Steve's template above is a good place to start. Keep it relatively simple to begin with. I have assumed that you can use phpMyAdmin or similar to set up the MySQL tables.
Using your restaurant table as defined above, add a field for UserId. This will allow you to restrict update access to restaurant data
Also consider whether to have a separate field for "Nearest town" and possibly distance from that town centre. In time, this could get more complex by having a table of towns to allow you to select the towns from the table, and then display the restaurants associated with that town. I am building something similar at the moment that you can have a look at if you wish - nothing difficult to do as I am not much of a PHP programmer and my HTML is pretty basic also -
www.archomai.co.uk/ACF (user: guest / password: limited). This is read only, but gives you the idea of what can be done.
For the Menus table:
MenuId (Primary key)
RestaurantId (used to tie menus to retaurants)
Menu Name
StartDate
EndDate
Dishes table:
DishId (Primary key)
RestaurantId (You may want this to be specific to the user rather than the restaurant, but this is the simpler route).
Description
Price
Special (flag whether a special or not - or text to describe when this is available)
MenuDishes table:
MenuDishesId (Primary Key)
MenuId
DishId
Set up the login script (see Steve's tutorial) and consider whether you want account data on the User table for your own purposes e.g. full name, address details, contract length. live flag, etc. This will allow you to restrict people to their own restaurants/menus/dishes through the permissions system - see Steve's notes - but you can add this code later once the rest is working.

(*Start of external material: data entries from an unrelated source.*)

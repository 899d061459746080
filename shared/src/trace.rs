//! Stack based LBVH traversal and the per-pixel path integrator.

use crate::brdf::{brdf, sample_brdf};
use crate::ray::{ray_aabb_distance, ray_triangle, Intersection, Ray, Triangle};
use crate::reduce::load_point;
use crate::rng::Rng;
use crate::{Aabb, BvhNode, CameraUniform, Material, PathTracerConfig, SceneObject};
use glam::{Vec3, Vec4};

/// Read-only view of the scene buffers a trace needs.
///
/// `node_count` and `triangle_count` are the live lengths; the slices may be longer.
pub struct SceneView<'a> {
    pub positions: &'a [f32],
    pub normals: &'a [f32],
    pub indices: &'a [u32],
    pub triangle_to_object: &'a [u32],
    pub objects: &'a [SceneObject],
    pub nodes: &'a [BvhNode],
    pub node_bounds: &'a [Aabb],
    pub node_count: u32,
    pub triangle_count: u32,
}

/// Per-ray work counters recorded by the instrumented trace
#[derive(Copy, Clone, Debug, Default, PartialEq, Eq)]
pub struct TraversalStats {
    /// Node box tests plus leaf triangle tests.
    pub checks: u32,
    pub max_stack_depth: u32,
}

impl<'a> SceneView<'a> {
    pub fn triangle(&self, index: u32) -> Triangle {
        let base = 3 * index as usize;
        let a = self.indices[base];
        let b = self.indices[base + 1];
        let c = self.indices[base + 2];
        Triangle {
            a: load_point(self.positions, a),
            b: load_point(self.positions, b),
            c: load_point(self.positions, c),
            normal_a: load_point(self.normals, a),
            normal_b: load_point(self.normals, b),
            normal_c: load_point(self.normals, c),
        }
    }

    pub fn material(&self, triangle: u32) -> Material {
        self.objects[self.triangle_to_object[triangle as usize] as usize].material
    }

    fn test_leaf<const DEBUG: bool>(
        &self,
        ray: &Ray,
        triangle: u32,
        closest: &mut Intersection,
        stats: &mut TraversalStats,
    ) {
        if DEBUG {
            stats.checks += 1;
        }
        let hit = ray_triangle(ray, &self.triangle(triangle), triangle, closest);
        if hit.is_hit() && closest.accepts(hit.distance) {
            *closest = hit;
        }
    }

    /// Closest hit along `ray`.
    ///
    /// Depth-first from the root with a fixed stack of [`PathTracerConfig::TRAVERSAL_STACK_SIZE`]
    /// entries; pushes beyond capacity are dropped. A child box is only descended while its
    /// entry distance is nearer than the best hit so far.
    pub fn intersect<const DEBUG: bool>(&self, ray: &Ray, stats: &mut TraversalStats) -> Intersection {
        let mut closest = Intersection::miss();

        if self.node_count == 0 {
            if self.triangle_count == 1 {
                self.test_leaf::<DEBUG>(ray, 0, &mut closest, stats);
            }
            return closest;
        }

        let mut stack = [0u32; PathTracerConfig::TRAVERSAL_STACK_SIZE];
        let mut top = 1usize;

        while top > 0 {
            if DEBUG && top as u32 > stats.max_stack_depth {
                stats.max_stack_depth = top as u32;
            }

            top -= 1;
            let index = stack[top] as usize;
            let node = self.nodes[index];

            if DEBUG {
                stats.checks += 1;
            }
            let t = ray_aabb_distance(ray, &self.node_bounds[index]);
            if t < 0.0 || !closest.accepts(t) {
                continue;
            }

            if node.left_leaf() {
                self.test_leaf::<DEBUG>(ray, node.left, &mut closest, stats);
            } else if top < PathTracerConfig::TRAVERSAL_STACK_SIZE {
                stack[top] = node.left;
                top += 1;
            }

            if node.right_leaf() {
                self.test_leaf::<DEBUG>(ray, node.right, &mut closest, stats);
            } else if top < PathTracerConfig::TRAVERSAL_STACK_SIZE {
                stack[top] = node.right;
                top += 1;
            }
        }

        closest
    }
}

/// One pixel's contribution to a progressive frame
#[derive(Copy, Clone, Debug, PartialEq)]
pub struct PixelSample {
    pub radiance: Vec3,
    /// View depth of the primary hit, [`PathTracerConfig::INFINITY`] on a miss.
    pub depth: f32,
}

/// Radiance estimate through pixel `(x, y)` for one progressive frame.
///
/// Emission at the primary hit plus `bounces` BRDF sampled bounces, clamped to
/// [`PathTracerConfig::FIREFLY_CLAMP`] per channel. Hits outside `[near, far]` are black but
/// still report their depth.
#[allow(clippy::too_many_arguments)]
pub fn trace_pixel<const DEBUG: bool>(
    scene: &SceneView<'_>,
    camera: &CameraUniform,
    x: u32,
    y: u32,
    width: u32,
    height: u32,
    frame: u32,
    bounces: u32,
    stats: &mut TraversalStats,
) -> PixelSample {
    let mut rng = Rng::for_pixel(frame, y * width + x);

    let ray = camera.primary_ray(x, y, width, height);
    let hit = scene.intersect::<DEBUG>(&ray, stats);
    if !hit.is_hit() {
        return PixelSample {
            radiance: Vec3::ZERO,
            depth: PathTracerConfig::INFINITY,
        };
    }
    let depth = camera.depth(hit.point);
    if depth < camera.near || depth > camera.far {
        return PixelSample {
            radiance: Vec3::ZERO,
            depth,
        };
    }

    let mut material = scene.material(hit.triangle);
    let mut color = material.radiance();
    let mut factor = Vec3::ONE;
    let mut last_hit = hit;
    let mut last_direction = ray.direction;

    let mut bounce = 0;
    while bounce < bounces {
        let sample = sample_brdf(&material, last_hit.normal, &mut rng);
        if sample.pdf <= 0.0 {
            break;
        }
        let bounce_ray = Ray::new(last_hit.point, sample.direction);
        let bounce_hit = scene.intersect::<DEBUG>(&bounce_ray, stats);
        if !bounce_hit.is_hit() {
            break;
        }

        let bounce_material = scene.material(bounce_hit.triangle);
        let cos_theta = last_hit.normal.dot(sample.direction).max(0.0);
        factor *= brdf(&material, last_hit.normal, -sample.direction, -last_direction) * cos_theta / sample.pdf;
        color += factor * bounce_material.radiance();

        last_hit = bounce_hit;
        last_direction = bounce_ray.direction;
        material = bounce_material;
        bounce += 1;
    }

    PixelSample {
        radiance: color.min(Vec3::splat(PathTracerConfig::FIREFLY_CLAMP)),
        depth,
    }
}

/// Add `color` to a pixel's running sum and return the new sum with the displayed mean.
pub fn accumulate(sum: Vec4, color: Vec3, frame: u32) -> (Vec4, Vec4) {
    let total = sum + color.extend(0.0);
    let mean = total.truncate() / frame as f32;
    (total, mean.extend(1.0))
}

#[cfg(test)]
mod test {
    use super::*;
    use glam::vec3;

    /// Two parallel unit quads facing +z at z = 0 and z = -1, wrapped in a hand built tree.
    struct Fixture {
        positions: Vec<f32>,
        normals: Vec<f32>,
        indices: Vec<u32>,
        triangle_to_object: Vec<u32>,
        objects: Vec<SceneObject>,
        nodes: Vec<BvhNode>,
        node_bounds: Vec<Aabb>,
    }

    impl Fixture {
        fn new() -> Self {
            let mut positions = Vec::new();
            let mut normals = Vec::new();
            for z in [0.0f32, -1.0] {
                for (x, y) in [(-1.0, -1.0), (1.0, -1.0), (1.0, 1.0), (-1.0, 1.0)] {
                    positions.extend_from_slice(&[x, y, z]);
                    normals.extend_from_slice(&[0.0, 0.0, 1.0]);
                }
            }
            let indices = vec![0, 1, 2, 0, 2, 3, 4, 5, 6, 4, 6, 7];
            let objects = vec![
                SceneObject::new(0, 2, Material::emissive([1.0; 3], 2.0)),
                SceneObject::new(2, 2, Material::emissive([1.0; 3], 7.0)),
            ];
            let near = Aabb::new([-1.0, -1.0, 0.0], [1.0, 1.0, 0.0]);
            let far = Aabb::new([-1.0, -1.0, -1.0], [1.0, 1.0, -1.0]);
            let leaf_pair = |l, r| BvhNode {
                left_is_leaf: 1,
                right_is_leaf: 1,
                left: l,
                right: r,
                parent: 0,
            };
            let nodes = vec![
                BvhNode {
                    left_is_leaf: 0,
                    right_is_leaf: 1,
                    left: 1,
                    right: 3,
                    parent: BvhNode::NO_PARENT,
                },
                BvhNode {
                    left_is_leaf: 0,
                    right_is_leaf: 1,
                    left: 2,
                    right: 2,
                    parent: 0,
                },
                leaf_pair(0, 1),
            ];
            let node_bounds = vec![near.union(&far), near.union(&far), near];
            Self {
                positions,
                normals,
                indices,
                triangle_to_object: vec![0, 0, 1, 1],
                objects,
                nodes,
                node_bounds,
            }
        }

        fn view(&self) -> SceneView<'_> {
            SceneView {
                positions: &self.positions,
                normals: &self.normals,
                indices: &self.indices,
                triangle_to_object: &self.triangle_to_object,
                objects: &self.objects,
                nodes: &self.nodes,
                node_bounds: &self.node_bounds,
                node_count: self.nodes.len() as u32,
                triangle_count: 4,
            }
        }
    }

    #[test]
    fn test_intersect_returns_nearest_triangle() {
        let fixture = Fixture::new();
        let ray = Ray::new(vec3(0.2, 0.3, 5.0), vec3(0.0, 0.0, -1.0));
        let mut stats = TraversalStats::default();
        let hit = fixture.view().intersect::<true>(&ray, &mut stats);
        assert!(hit.is_hit());
        assert!(hit.triangle < 2);
        assert!(hit.point.z.abs() < 1e-5);
        assert!(stats.checks >= 3);
        assert!(stats.max_stack_depth >= 1);

        let below = Ray::new(vec3(0.2, 0.3, -0.5), vec3(0.0, 0.0, -1.0));
        let hit = fixture.view().intersect::<false>(&below, &mut stats);
        assert!(hit.triangle >= 2);
    }

    #[test]
    fn test_untracked_intersect_leaves_stats() {
        let fixture = Fixture::new();
        let ray = Ray::new(vec3(0.0, 0.0, 5.0), vec3(0.0, 0.0, -1.0));
        let mut stats = TraversalStats::default();
        fixture.view().intersect::<false>(&ray, &mut stats);
        assert_eq!(stats, TraversalStats::default());
    }

    #[test]
    fn test_empty_and_single_triangle_scenes() {
        let fixture = Fixture::new();
        let mut view = fixture.view();
        let ray = Ray::new(vec3(0.5, -0.5, 5.0), vec3(0.0, 0.0, -1.0));
        let mut stats = TraversalStats::default();

        view.node_count = 0;
        view.triangle_count = 0;
        assert!(!view.intersect::<true>(&ray, &mut stats).is_hit());

        view.triangle_count = 1;
        let hit = view.intersect::<true>(&ray, &mut stats);
        assert!(hit.is_hit());
        assert_eq!(hit.triangle, 0);
    }

    #[test]
    fn test_trace_pixel_sees_emission_and_clips_depth() {
        let fixture = Fixture::new();
        let mut stats = TraversalStats::default();
        let camera = CameraUniform::look_at(vec3(0.3, 0.2, 3.0), vec3(0.3, 0.2, 0.0), Vec3::Y, 30.0, 0.1, 10.0);
        let sample = trace_pixel::<false>(&fixture.view(), &camera, 2, 2, 5, 5, 1, 0, &mut stats);
        assert_eq!(sample.radiance, Vec3::splat(2.0));
        assert!((sample.depth - 3.0).abs() < 1e-3);

        let clipped = CameraUniform { far: 1.0, ..camera };
        let sample = trace_pixel::<false>(&fixture.view(), &clipped, 2, 2, 5, 5, 1, 0, &mut stats);
        assert_eq!(sample.radiance, Vec3::ZERO);
        assert!((sample.depth - 3.0).abs() < 1e-3);

        let away = CameraUniform::look_at(vec3(0.0, 0.0, 3.0), vec3(0.0, 0.0, 6.0), Vec3::Y, 30.0, 0.1, 10.0);
        let sample = trace_pixel::<false>(&fixture.view(), &away, 2, 2, 5, 5, 1, 0, &mut stats);
        assert_eq!(sample.depth, PathTracerConfig::INFINITY);
    }

    /// Spine of `levels` internal nodes; node `2k` holds the leaf pair node `2k + 1` on the
    /// left and the next spine node on the right, so every level leaves one entry on the
    /// traversal stack. The last spine node ends in triangle `2 * levels`.
    fn spine_tree(levels: u32) -> (Vec<BvhNode>, Vec<Aabb>) {
        let mut nodes = Vec::new();
        for k in 0..levels {
            let spine = 2 * k;
            let last = k + 1 == levels;
            nodes.push(BvhNode {
                left_is_leaf: 0,
                right_is_leaf: last as u32,
                left: spine + 1,
                right: if last { 2 * levels } else { spine + 2 },
                parent: if k == 0 { BvhNode::NO_PARENT } else { spine - 2 },
            });
            nodes.push(BvhNode {
                left_is_leaf: 1,
                right_is_leaf: 1,
                left: 2 * k,
                right: 2 * k + 1,
                parent: spine,
            });
        }
        let everything = Aabb::new([-1.0, -1.0, -2.0], [1.0, 1.0, 2.0]);
        let bounds = vec![everything; nodes.len()];
        (nodes, bounds)
    }

    #[test]
    fn test_traversal_deeper_than_stack_finds_reachable_hit() {
        let levels = 80;
        let (nodes, node_bounds) = spine_tree(levels);
        let triangle_count = 2 * levels + 1;

        // triangle t faces +z at z = -t / 100; the deepest one sits nearest the camera
        let mut positions = Vec::new();
        let mut normals = Vec::new();
        for t in 0..triangle_count {
            let z = if t == 2 * levels { 1.0 } else { -(t as f32) * 0.01 };
            for (x, y) in [(-1.0, -1.0), (1.0, -1.0), (0.0, 1.0)] {
                positions.extend_from_slice(&[x, y, z]);
                normals.extend_from_slice(&[0.0, 0.0, 1.0]);
            }
        }
        let indices: Vec<u32> = (0..3 * triangle_count).collect();
        let triangle_to_object = vec![0; triangle_count as usize];
        let objects = vec![SceneObject::new(0, triangle_count, Material::default())];

        let view = SceneView {
            positions: &positions,
            normals: &normals,
            indices: &indices,
            triangle_to_object: &triangle_to_object,
            objects: &objects,
            nodes: &nodes,
            node_bounds: &node_bounds,
            node_count: nodes.len() as u32,
            triangle_count,
        };

        let ray = Ray::new(vec3(0.0, 0.0, 5.0), vec3(0.0, 0.0, -1.0));
        let mut stats = TraversalStats::default();
        let hit = view.intersect::<true>(&ray, &mut stats);

        assert_eq!(stats.max_stack_depth as usize, PathTracerConfig::TRAVERSAL_STACK_SIZE);
        assert!(hit.is_hit());
        // the spine below the stack capacity is never visited
        assert_eq!(hit.triangle, 0);
        assert!(hit.point.z.abs() < 1e-5);
    }

    #[test]
    fn test_accumulate_divides_by_frame() {
        let (sum, shown) = accumulate(Vec4::new(1.0, 2.0, 3.0, 0.0), vec3(1.0, 0.0, 3.0), 2);
        assert_eq!(sum, Vec4::new(2.0, 2.0, 6.0, 0.0));
        assert_eq!(shown, Vec4::new(1.0, 1.0, 3.0, 1.0));
    }
}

Within Dataface, set up the restaurant and dishes tables in conf.ini as the only tables to display in the tables side menu for now.
Then set up relationships.ini files for as described in the "Getting Started with Dataface" tutorial:
Restaurant -> Menus
Menus -> Dishes using MenuDishes
You'll need to use the __sql__ option as you need to restrict the SELECT to the current restaurant only.
Set up formatting instructions using fields.ini files. For instance, I usually hide all the Primary key fields, set bigger text areas than the default, change some of the labels, etc. See the documentation on the fields.ini file.
Hopefully that will help you get started. In time, you may be able to have a single dataface application for edit and view, or you may find it easier to have separate applications.